Task description
Up to and including the line with "populated only when", output the records exactly as they appear.

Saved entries
Content starts

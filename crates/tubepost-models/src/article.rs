//! The canonical article record.
//!
//! One versioned schema covers both generation modes: the four required
//! fields are always present, the extended fields are populated only when
//! extended generation ran. Wire names are camelCase.

use serde::{Deserialize, Serialize};

/// Version of the canonical article schema, serialized on every record.
pub const ARTICLE_SCHEMA_VERSION: u32 = 2;

fn schema_version() -> u32 {
    ARTICLE_SCHEMA_VERSION
}

/// A synthesized blog article.
#[derive(Debug, Clone, PartialEq, Serialize, Deserialize)]
#[serde(rename_all = "camelCase")]
pub struct ArticleRecord {
    /// Schema version; defaults to the current version when absent on the wire
    #[serde(default = "schema_version")]
    pub schema_version: u32,

    /// SEO-optimized title
    pub title: String,

    /// Full article body as an HTML string
    pub content: String,

    /// Ordered keyword list (5 entries in standard generation)
    pub keywords: Vec<String>,

    /// Ordered image descriptions, one per desired article image
    pub image_descriptions: Vec<String>,

    // Extended fields, present only after extended generation
    #[serde(default, skip_serializing_if = "Option::is_none")]
    pub meta_description: Option<String>,

    #[serde(default, skip_serializing_if = "Option::is_none")]
    pub content_metrics: Option<ContentMetrics>,

    #[serde(default, skip_serializing_if = "Option::is_none")]
    pub top_keywords: Option<Vec<String>>,

    #[serde(default, skip_serializing_if = "Option::is_none")]
    pub internal_linking_suggestions: Option<Vec<String>>,

    #[serde(default, skip_serializing_if = "Option::is_none")]
    pub external_resources: Option<Vec<ExternalResource>>,

    #[serde(default, skip_serializing_if = "Option::is_none")]
    pub faqs: Option<Vec<Faq>>,

    #[serde(default, skip_serializing_if = "Option::is_none")]
    pub cta: Option<String>,
}

impl ArticleRecord {
    /// Build a record carrying only the four required fields.
    pub fn basic(
        title: impl Into<String>,
        content: impl Into<String>,
        keywords: Vec<String>,
        image_descriptions: Vec<String>,
    ) -> Self {
        Self {
            schema_version: ARTICLE_SCHEMA_VERSION,
            title: title.into(),
            content: content.into(),
            keywords,
            image_descriptions,
            meta_description: None,
            content_metrics: None,
            top_keywords: None,
            internal_linking_suggestions: None,
            external_resources: None,
            faqs: None,
            cta: None,
        }
    }
}

/// Model-estimated SEO characteristics of the generated content
/// (extended generation only).
#[derive(Debug, Clone, PartialEq, Eq, Serialize, Deserialize)]
#[serde(rename_all = "camelCase")]
pub struct ContentMetrics {
    /// Estimated search traffic potential (low/medium/high)
    pub traffic_potential: String,
    /// Keyword difficulty (easy/medium/hard)
    pub keyword_difficulty: String,
    /// Estimated click-through rate
    #[serde(rename = "estimatedCTR")]
    pub estimated_ctr: String,
    /// Estimated revenue per mille
    #[serde(rename = "estimatedRPM")]
    pub estimated_rpm: String,
}

/// An external resource worth linking from the article.
#[derive(Debug, Clone, PartialEq, Eq, Serialize, Deserialize)]
pub struct ExternalResource {
    pub title: String,
    pub url: String,
}

/// A frequently-asked question with its answer.
#[derive(Debug, Clone, PartialEq, Eq, Serialize, Deserialize)]
pub struct Faq {
    pub question: String,
    pub answer: String,
}

/// Which tier of the synthesis recovery strategy produced a record.
#[derive(Debug, Clone, Copy, PartialEq, Eq, Serialize, Deserialize)]
#[serde(rename_all = "snake_case")]
pub enum RecoveryTier {
    /// The completion parsed as JSON with all required keys
    Strict,
    /// Fields were recovered from a malformed completion by pattern extraction
    Extracted,
    /// The completion call itself failed; the record was synthesized from the
    /// request inputs
    Synthesized,
}

impl std::fmt::Display for RecoveryTier {
    fn fmt(&self, f: &mut std::fmt::Formatter<'_>) -> std::fmt::Result {
        match self {
            RecoveryTier::Strict => write!(f, "strict"),
            RecoveryTier::Extracted => write!(f, "extracted"),
            RecoveryTier::Synthesized => write!(f, "synthesized"),
        }
    }
}
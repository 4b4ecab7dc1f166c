//! Keyword metrics with an explicit origin tag.
//!
//! Every field is always present. The `origin` tag records whether the values
//! came from the metrics provider or were synthesized after a provider
//! failure, so consumers can tell the two apart.

use serde::{Deserialize, Serialize};

/// Where a [`SeoAnalysis`] came from.
#[derive(Debug, Clone, Copy, PartialEq, Eq, Serialize, Deserialize)]
#[serde(rename_all = "snake_case")]
pub enum MetricsOrigin {
    /// The metrics provider returned a usable response
    Measured,
    /// The provider call failed; values are synthetic placeholders
    Estimated,
}

/// Keyword difficulty label.
#[derive(Debug, Clone, Copy, PartialEq, Eq, Serialize, Deserialize)]
pub enum Difficulty {
    Easy,
    Medium,
    Hard,
}

impl std::fmt::Display for Difficulty {
    fn fmt(&self, f: &mut std::fmt::Formatter<'_>) -> std::fmt::Result {
        match self {
            Difficulty::Easy => write!(f, "Easy"),
            Difficulty::Medium => write!(f, "Medium"),
            Difficulty::Hard => write!(f, "Hard"),
        }
    }
}

/// SEO metrics for a single representative keyword.
#[derive(Debug, Clone, PartialEq, Serialize, Deserialize)]
#[serde(rename_all = "camelCase")]
pub struct SeoAnalysis {
    /// Content score, 0-100 (synthetic values fall in [70, 100))
    pub score: u32,
    /// Keyword difficulty label
    pub difficulty: Difficulty,
    /// Monthly search volume, e.g. "4200 monthly searches"
    pub volume: String,
    /// Cost per click, e.g. "$1.37"
    pub cpc: String,
    /// Competition ratio in [0, 1), two decimals, e.g. "0.42"
    pub competition: String,
    /// Trend points, empty when the provider supplies none
    pub trends: Vec<f64>,
    /// Related keywords, empty when the provider supplies none
    pub related_keywords: Vec<String>,
    /// Measured vs. estimated origin of the values above
    pub origin: MetricsOrigin,
}
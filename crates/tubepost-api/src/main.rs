//! Axum API server binary.

use std::net::SocketAddr;

use tracing::{error, info};
use tracing_subscriber::{fmt, prelude::*, EnvFilter};

use tubepost_api::{create_router, ApiConfig, AppState};

#[tokio::main]
async fn main() {
    // Load environment variables
    dotenvy::dotenv().ok();

    // Install rustls crypto provider (required for rustls 0.23+)
    rustls::crypto::ring::default_provider()
        .install_default()
        .expect("Failed to install rustls crypto provider");

    // Initialize tracing with colored output for dev, JSON for production
    let use_json = std::env::var("LOG_FORMAT")
        .map(|v| v.to_lowercase() == "json")
        .unwrap_or(false);

    let env_filter = EnvFilter::from_default_env()
        .add_directive("tubepost=info".parse().expect("valid directive"));

    if use_json {
        tracing_subscriber::registry()
            .with(fmt::layer().json())
            .with(env_filter)
            .init();
    } else {
        tracing_subscriber::registry()
            .with(
                fmt::layer()
                    .with_ansi(true)
                    .with_target(true)
                    .with_thread_ids(false)
                    .with_file(false)
                    .with_line_number(false),
            )
            .with(env_filter)
            .init();
    }

    info!("Starting tubepost-api");

    // Load configuration
    let config = ApiConfig::from_env();
    info!("API config: host={}, port={}", config.host, config.port);

    // Create application state
    let state = match AppState::from_env(config.clone()) {
        Ok(s) => s,
        Err(e) => {
            error!("Failed to create application state: {}", e);
            std::process::exit(1);
        }
    };

    // Create router
    let app = create_router(state);

    // Bind and serve
    let addr: SocketAddr = format!("{}:{}", config.host, config.port)
        .parse()
        .expect("Invalid bind address");

    info!("Listening on {}", addr);

    let listener = tokio::net::TcpListener::bind(addr)
        .await
        .expect("Failed to bind listener");
    axum::serve(listener, app)
        .with_graceful_shutdown(shutdown_signal())
        .await
        .expect("Server error");

    info!("Server shutdown complete");
}

async fn shutdown_signal() {
    tokio::signal::ctrl_c()
        .await
        .expect("Failed to install CTRL+C handler");
    info!("Received shutdown signal");
}
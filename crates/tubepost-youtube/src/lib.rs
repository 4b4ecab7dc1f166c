//! Video Resolver: turns a YouTube URL into metadata plus a transcript.
//!
//! Two upstream calls per resolution, run concurrently:
//! - snippet metadata (title, description) from the Data API
//! - caption text from the timedtext endpoint, flattened to a single string

pub mod client;
pub mod error;
mod transcript;

pub use client::{YoutubeClient, YoutubeConfig};
pub use error::{YoutubeError, YoutubeResult};
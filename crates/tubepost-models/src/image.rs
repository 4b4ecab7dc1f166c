//! Image assets attached to an article.

use serde::{Deserialize, Serialize};

/// A single article image.
///
/// The url is a provider-hosted image, a stock-photo URL, or a local
/// placeholder reference; `alt` always equals the originating description.
#[derive(Debug, Clone, PartialEq, Eq, Serialize, Deserialize)]
pub struct ImageAsset {
    pub url: String,
    pub alt: String,
}

impl ImageAsset {
    pub fn new(url: impl Into<String>, alt: impl Into<String>) -> Self {
        Self {
            url: url.into(),
            alt: alt.into(),
        }
    }
}
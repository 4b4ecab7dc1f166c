//! Caption payload flattening.
//!
//! The timedtext endpoint returns `<transcript><text start=".." dur="..">..
//! </text>..</transcript>`. Timing attributes are dropped; fragments are
//! unescaped and joined with single spaces.

use quick_xml::events::Event;
use quick_xml::Reader;

/// Flatten a timedtext XML payload into one transcript string.
pub(crate) fn flatten_transcript(xml: &str) -> Result<String, quick_xml::Error> {
    let mut reader = Reader::from_str(xml);
    reader.config_mut().trim_text(true);

    let mut in_text = false;
    let mut fragments: Vec<String> = Vec::new();

    loop {
        match reader.read_event()? {
            Event::Start(e) if e.name().as_ref() == b"text" => in_text = true,
            Event::End(e) if e.name().as_ref() == b"text" => in_text = false,
            Event::Text(e) if in_text => {
                let fragment = e.unescape()?.into_owned();
                if !fragment.is_empty() {
                    fragments.push(fragment);
                }
            }
            Event::Eof => break,
            _ => {}
        }
    }

    Ok(fragments.join(" "))
}
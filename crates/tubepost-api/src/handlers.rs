//! API handlers.

pub mod generate;
pub mod health;
pub mod youtube;

pub use generate::generate;
pub use health::health;
pub use youtube::{get_transcript, get_video};
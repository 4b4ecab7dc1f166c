//! Synthetic metric substitution.
//!
//! Value ranges and formats mirror what the metrics provider would return,
//! so a substituted record stays shape-compatible with a measured one.

use tubepost_models::{Difficulty, MetricsOrigin, SeoAnalysis};

pub(crate) fn synthetic_score() -> u32 {
    rand::random_range(70..100)
}

pub(crate) fn synthetic_difficulty() -> Difficulty {
    match rand::random_range(0..3) {
        0 => Difficulty::Easy,
        1 => Difficulty::Medium,
        _ => Difficulty::Hard,
    }
}

pub(crate) fn synthetic_volume() -> String {
    format!("{} monthly searches", rand::random_range(0..10000))
}

pub(crate) fn synthetic_cpc() -> String {
    format!("${:.2}", rand::random::<f64>() * 2.0 + 0.5)
}

pub(crate) fn synthetic_competition() -> String {
    format!("{:.2}", rand::random::<f64>())
}

/// A fully synthetic analysis, used when the provider call fails outright.
pub(crate) fn synthetic_analysis() -> SeoAnalysis {
    SeoAnalysis {
        score: synthetic_score(),
        difficulty: synthetic_difficulty(),
        volume: synthetic_volume(),
        cpc: synthetic_cpc(),
        competition: synthetic_competition(),
        trends: Vec::new(),
        related_keywords: Vec::new(),
        origin: MetricsOrigin::Estimated,
    }
}
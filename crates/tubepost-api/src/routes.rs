//! API routes.

use axum::middleware;
use axum::routing::{get, post};
use axum::Router;

use crate::handlers::{generate, get_transcript, get_video, health};
use crate::middleware::{cors_layer, request_id, request_logging, security_headers};
use crate::state::AppState;

/// Create the API router.
pub fn create_router(state: AppState) -> Router {
    let api_routes = Router::new()
        .route("/youtube", get(get_video))
        .route("/youtube/transcript", get(get_transcript))
        .route("/generate", post(generate));

    let health_routes = Router::new()
        .route("/health", get(health))
        .route("/healthz", get(health));

    Router::new()
        .nest("/api", api_routes)
        .merge(health_routes)
        .layer(middleware::from_fn(security_headers))
        .layer(middleware::from_fn(request_id))
        .layer(middleware::from_fn(request_logging))
        .layer(cors_layer(&state.config.cors_origins))
        .with_state(state)
}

Content ends

Answer to the problem
filename crates/tubepost-models/src/article.rs
//! The canonical article record.
//!
//! One versioned schema covers both generation modes: the four required
//! fields are always present, the extended fields are populated only when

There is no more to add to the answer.